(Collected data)
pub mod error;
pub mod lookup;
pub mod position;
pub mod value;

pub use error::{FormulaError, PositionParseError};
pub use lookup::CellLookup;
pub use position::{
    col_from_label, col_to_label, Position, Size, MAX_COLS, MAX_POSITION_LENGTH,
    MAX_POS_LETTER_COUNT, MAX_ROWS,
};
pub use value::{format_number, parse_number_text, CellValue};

* * *

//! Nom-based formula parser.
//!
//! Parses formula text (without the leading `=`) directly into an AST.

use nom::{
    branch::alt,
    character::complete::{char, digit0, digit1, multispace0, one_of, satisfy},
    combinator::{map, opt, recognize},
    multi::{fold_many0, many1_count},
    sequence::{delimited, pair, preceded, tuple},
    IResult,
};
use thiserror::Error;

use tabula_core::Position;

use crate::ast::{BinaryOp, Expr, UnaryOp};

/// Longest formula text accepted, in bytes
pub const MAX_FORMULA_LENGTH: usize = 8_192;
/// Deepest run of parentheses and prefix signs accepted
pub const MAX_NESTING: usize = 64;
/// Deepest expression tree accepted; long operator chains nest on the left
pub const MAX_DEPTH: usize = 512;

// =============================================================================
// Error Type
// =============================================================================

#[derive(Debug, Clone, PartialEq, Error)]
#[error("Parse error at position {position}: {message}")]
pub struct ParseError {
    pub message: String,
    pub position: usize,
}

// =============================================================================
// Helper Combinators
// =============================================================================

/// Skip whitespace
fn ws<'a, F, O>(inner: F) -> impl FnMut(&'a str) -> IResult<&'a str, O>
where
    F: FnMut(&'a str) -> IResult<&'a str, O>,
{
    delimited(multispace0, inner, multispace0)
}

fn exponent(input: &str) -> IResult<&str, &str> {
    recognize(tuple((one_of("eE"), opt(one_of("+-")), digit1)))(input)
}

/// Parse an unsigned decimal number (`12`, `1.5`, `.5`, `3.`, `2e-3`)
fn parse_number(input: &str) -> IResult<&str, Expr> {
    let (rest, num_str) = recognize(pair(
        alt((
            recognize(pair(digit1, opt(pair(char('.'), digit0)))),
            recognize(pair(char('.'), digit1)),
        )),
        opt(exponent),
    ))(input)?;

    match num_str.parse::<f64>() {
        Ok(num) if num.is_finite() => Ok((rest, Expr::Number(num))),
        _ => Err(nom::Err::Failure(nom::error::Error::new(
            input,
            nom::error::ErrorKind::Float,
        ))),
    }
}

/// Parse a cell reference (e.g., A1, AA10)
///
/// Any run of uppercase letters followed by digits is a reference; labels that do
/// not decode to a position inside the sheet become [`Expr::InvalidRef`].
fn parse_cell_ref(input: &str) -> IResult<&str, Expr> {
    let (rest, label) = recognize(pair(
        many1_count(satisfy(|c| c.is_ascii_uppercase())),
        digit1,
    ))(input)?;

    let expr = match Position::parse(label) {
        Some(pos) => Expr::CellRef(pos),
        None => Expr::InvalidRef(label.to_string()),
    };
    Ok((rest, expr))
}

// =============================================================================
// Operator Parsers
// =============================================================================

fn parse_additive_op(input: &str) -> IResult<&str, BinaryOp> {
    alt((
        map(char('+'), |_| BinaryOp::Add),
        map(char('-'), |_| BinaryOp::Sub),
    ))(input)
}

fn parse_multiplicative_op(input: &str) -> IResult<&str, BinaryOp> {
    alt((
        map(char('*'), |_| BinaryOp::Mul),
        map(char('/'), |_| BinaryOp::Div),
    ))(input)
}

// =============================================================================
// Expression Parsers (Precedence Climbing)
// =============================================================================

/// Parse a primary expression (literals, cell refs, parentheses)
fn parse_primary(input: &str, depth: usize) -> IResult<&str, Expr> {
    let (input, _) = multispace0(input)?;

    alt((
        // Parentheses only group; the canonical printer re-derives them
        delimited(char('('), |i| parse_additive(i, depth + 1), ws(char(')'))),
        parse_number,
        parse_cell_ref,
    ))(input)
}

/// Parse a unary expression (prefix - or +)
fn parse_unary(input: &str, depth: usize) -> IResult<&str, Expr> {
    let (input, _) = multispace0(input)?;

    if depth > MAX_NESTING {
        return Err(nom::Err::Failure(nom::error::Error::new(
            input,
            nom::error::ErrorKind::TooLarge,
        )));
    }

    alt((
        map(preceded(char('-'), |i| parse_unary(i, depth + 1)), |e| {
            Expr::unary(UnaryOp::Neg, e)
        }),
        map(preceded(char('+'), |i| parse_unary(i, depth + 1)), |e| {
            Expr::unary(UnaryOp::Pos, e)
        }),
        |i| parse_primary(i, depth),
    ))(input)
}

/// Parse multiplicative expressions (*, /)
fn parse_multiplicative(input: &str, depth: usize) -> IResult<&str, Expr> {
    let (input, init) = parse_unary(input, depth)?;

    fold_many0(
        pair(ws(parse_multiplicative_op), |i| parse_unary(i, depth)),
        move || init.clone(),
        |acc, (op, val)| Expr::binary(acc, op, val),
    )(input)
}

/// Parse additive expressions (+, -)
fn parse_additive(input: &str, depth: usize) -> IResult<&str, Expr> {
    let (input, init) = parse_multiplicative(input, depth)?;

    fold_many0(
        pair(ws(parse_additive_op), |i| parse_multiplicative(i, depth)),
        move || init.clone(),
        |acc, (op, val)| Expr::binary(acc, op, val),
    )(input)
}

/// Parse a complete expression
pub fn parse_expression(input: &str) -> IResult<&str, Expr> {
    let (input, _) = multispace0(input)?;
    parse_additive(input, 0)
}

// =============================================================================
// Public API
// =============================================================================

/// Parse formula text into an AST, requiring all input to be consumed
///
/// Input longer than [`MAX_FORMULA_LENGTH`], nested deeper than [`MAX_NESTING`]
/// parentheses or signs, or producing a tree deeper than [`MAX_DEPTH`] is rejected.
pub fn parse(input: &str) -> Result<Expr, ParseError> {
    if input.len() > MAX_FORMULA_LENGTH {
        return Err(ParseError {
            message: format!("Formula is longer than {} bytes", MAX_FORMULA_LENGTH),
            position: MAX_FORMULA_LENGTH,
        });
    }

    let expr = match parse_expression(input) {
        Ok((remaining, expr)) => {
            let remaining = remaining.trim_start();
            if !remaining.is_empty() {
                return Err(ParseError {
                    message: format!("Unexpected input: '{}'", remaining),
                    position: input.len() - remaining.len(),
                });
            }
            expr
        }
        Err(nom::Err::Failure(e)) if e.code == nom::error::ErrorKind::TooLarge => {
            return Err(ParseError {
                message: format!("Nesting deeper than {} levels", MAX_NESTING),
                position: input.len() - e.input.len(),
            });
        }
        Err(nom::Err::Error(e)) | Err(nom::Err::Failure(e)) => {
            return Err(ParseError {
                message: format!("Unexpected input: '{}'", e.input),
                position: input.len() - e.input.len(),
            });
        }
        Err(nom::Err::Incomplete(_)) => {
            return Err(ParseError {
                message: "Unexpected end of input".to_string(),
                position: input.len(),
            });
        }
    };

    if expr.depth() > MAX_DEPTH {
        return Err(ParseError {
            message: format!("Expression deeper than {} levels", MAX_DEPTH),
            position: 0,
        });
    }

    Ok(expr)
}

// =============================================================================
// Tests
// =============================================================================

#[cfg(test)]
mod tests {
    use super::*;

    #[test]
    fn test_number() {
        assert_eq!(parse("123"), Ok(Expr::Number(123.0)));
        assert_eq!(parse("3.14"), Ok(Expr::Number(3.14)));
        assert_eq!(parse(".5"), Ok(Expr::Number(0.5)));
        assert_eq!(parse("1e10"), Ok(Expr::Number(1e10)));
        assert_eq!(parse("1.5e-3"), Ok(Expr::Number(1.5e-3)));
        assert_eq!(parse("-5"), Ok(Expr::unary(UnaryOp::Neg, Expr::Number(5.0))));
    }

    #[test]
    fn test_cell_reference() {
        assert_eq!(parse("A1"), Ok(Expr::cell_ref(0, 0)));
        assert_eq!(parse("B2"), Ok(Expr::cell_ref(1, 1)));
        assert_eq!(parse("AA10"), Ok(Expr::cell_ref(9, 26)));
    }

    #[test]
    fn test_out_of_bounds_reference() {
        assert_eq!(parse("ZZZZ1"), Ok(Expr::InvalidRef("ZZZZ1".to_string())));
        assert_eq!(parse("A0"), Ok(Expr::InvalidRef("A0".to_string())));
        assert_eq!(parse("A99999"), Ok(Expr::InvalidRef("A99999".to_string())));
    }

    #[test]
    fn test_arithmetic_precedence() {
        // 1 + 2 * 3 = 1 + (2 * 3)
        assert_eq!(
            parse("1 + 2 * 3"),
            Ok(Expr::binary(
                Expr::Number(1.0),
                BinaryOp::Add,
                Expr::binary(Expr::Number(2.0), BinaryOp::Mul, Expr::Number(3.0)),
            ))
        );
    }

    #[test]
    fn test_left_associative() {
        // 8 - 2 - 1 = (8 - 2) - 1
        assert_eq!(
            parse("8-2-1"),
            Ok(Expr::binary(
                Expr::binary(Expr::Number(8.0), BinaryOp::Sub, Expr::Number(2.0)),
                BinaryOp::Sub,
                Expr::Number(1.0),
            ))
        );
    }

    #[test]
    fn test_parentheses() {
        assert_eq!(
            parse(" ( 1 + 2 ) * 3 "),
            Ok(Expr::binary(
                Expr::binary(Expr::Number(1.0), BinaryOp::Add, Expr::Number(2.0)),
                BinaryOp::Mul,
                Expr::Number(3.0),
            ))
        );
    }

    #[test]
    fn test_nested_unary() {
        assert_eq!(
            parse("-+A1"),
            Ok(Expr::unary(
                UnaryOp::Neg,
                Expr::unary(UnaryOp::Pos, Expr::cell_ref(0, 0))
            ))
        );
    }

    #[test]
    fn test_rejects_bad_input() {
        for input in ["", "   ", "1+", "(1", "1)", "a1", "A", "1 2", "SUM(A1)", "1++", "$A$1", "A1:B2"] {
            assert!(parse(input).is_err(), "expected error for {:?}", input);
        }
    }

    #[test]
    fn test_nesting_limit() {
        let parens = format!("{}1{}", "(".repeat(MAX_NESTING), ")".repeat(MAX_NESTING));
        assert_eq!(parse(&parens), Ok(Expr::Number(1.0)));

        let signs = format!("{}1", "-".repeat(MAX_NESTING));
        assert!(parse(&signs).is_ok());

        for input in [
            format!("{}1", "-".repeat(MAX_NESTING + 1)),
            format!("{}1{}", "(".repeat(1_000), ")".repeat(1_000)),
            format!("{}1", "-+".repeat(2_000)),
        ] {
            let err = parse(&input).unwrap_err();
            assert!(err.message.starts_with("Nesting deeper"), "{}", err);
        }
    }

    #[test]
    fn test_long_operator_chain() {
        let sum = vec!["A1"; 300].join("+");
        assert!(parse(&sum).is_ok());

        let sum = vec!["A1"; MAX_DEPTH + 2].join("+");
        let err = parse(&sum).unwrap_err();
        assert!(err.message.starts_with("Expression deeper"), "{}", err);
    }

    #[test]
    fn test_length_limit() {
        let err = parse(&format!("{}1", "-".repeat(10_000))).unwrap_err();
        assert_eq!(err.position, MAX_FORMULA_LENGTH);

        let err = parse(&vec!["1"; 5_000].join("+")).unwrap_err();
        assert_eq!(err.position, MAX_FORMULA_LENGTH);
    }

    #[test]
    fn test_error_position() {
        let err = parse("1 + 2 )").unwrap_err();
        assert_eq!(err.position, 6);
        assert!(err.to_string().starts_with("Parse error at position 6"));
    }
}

- YOUR GOAL
How many lines in the entries above include the string "parens"? Answer with the number only.

- WORKED SOLUTION
2